▸ **Goal of the exercise**: Please output exactly the part of the records below that opens with the line containing "pub fn export_table(&self, report: &TableReport)" and closes with the line containing "write_totals(&report.totals, create(&totals_path)?)?;", both lines included, and nothing else.

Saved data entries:
◆ ◆ ◆ ◆

// file: src/exporter/csv.rs
// description: canonical wide csv and monthly totals csv output
// reference: https://docs.rs/csv

use crate::error::{ProgressError, Result};
use crate::models::{Month, ProgressTable};
use crate::pipeline::{MonthlyTotal, ProgressReport, TableReport};
use crate::utils::Validator;
use csv::Writer as CsvWriter;
use std::collections::BTreeMap;
use std::fs::{self, File};
use std::io::Write;
use std::path::{Path, PathBuf};
use tracing::info;

#[derive(Debug, Clone)]
pub struct CsvExporter {
    output_dir: PathBuf,
}

impl CsvExporter {
    pub fn new(output_dir: impl Into<PathBuf>) -> Result<Self> {
        let output_dir = output_dir.into();
        Validator::validate_output_dir(&output_dir)?;
        fs::create_dir_all(&output_dir)?;
        Ok(Self { output_dir })
    }

    /// Writes `<name>_progress.csv` and `<name>_totals.csv` for every site and
    /// for the combined table.
    pub fn export_report(&self, report: &ProgressReport) -> Result<Vec<PathBuf>> {
        info!("Starting CSV export to {:?}", self.output_dir);

        let mut written = Vec::new();
        for table in report.sites.iter().chain(std::iter::once(&report.combined)) {
            written.extend(self.export_table(table)?);
        }

        info!("Export complete: {} CSV files written", written.len());
        Ok(written)
    }

    pub fn export_table(&self, report: &TableReport) -> Result<[PathBuf; 2]> {
        let stem = Validator::sanitize_file_stem(&report.name);
        let table_path = self.output_dir.join(format!("{}_progress.csv", stem));
        let totals_path = self.output_dir.join(format!("{}_totals.csv", stem));

        write_table(&report.table, create(&table_path)?)?;
        write_totals(&report.totals, create(&totals_path)?)?;

        Ok([table_path, totals_path])
    }
}

fn create(path: &Path) -> Result<File> {
    File::create(path).map_err(|source| ProgressError::FileOperation {
        path: path.to_path_buf(),
        source,
    })
}

/// Wide layout: `Stage` then one `YYYY-MM` column per month, catalog order.
pub fn write_table<W: Write>(table: &ProgressTable, writer: W) -> Result<()> {
    let raw = table.to_raw();
    let mut csv_writer = CsvWriter::from_writer(writer);

    csv_writer.write_record(raw.headers())?;
    for row in raw.rows() {
        csv_writer.write_record(row)?;
    }
    csv_writer.flush()?;
    Ok(())
}

/// `Month,N,n` rows: in-progress total and excluded count.
pub fn write_totals<W: Write>(totals: &BTreeMap<Month, MonthlyTotal>, writer: W) -> Result<()> {
    let mut csv_writer = CsvWriter::from_writer(writer);

    csv_writer.write_record(["Month", "N", "n"])?;
    for (month, total) in totals {
        csv_writer.write_record([
            month.to_string(),
            total.included.to_string(),
            total.excluded.to_string(),
        ])?;
    }
    csv_writer.flush()?;
    Ok(())
}
// file: src/parser/mod.rs
// description: raw table reading and stage normalization module exports
// reference: internal module structure

pub mod normalizer;
pub mod reader;

pub use normalizer::{NormalizeOptions, StageDataNormalizer, UnknownStagePolicy, normalize};
pub use reader::{RawTableReader, discover_sources};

◆ ◆ ◆ ◆

▸ **Exercise result**:
    pub fn export_table(&self, report: &TableReport) -> Result<[PathBuf; 2]> {
        let stem = Validator::sanitize_file_stem(&report.name);
        let table_path = self.output_dir.join(format!("{}_progress.csv", stem));
        let totals_path = self.output_dir.join(format!("{}_totals.csv", stem));

        write_table(&report.table, create(&table_path)?)?;
        write_totals(&report.totals, create(&totals_path)?)?;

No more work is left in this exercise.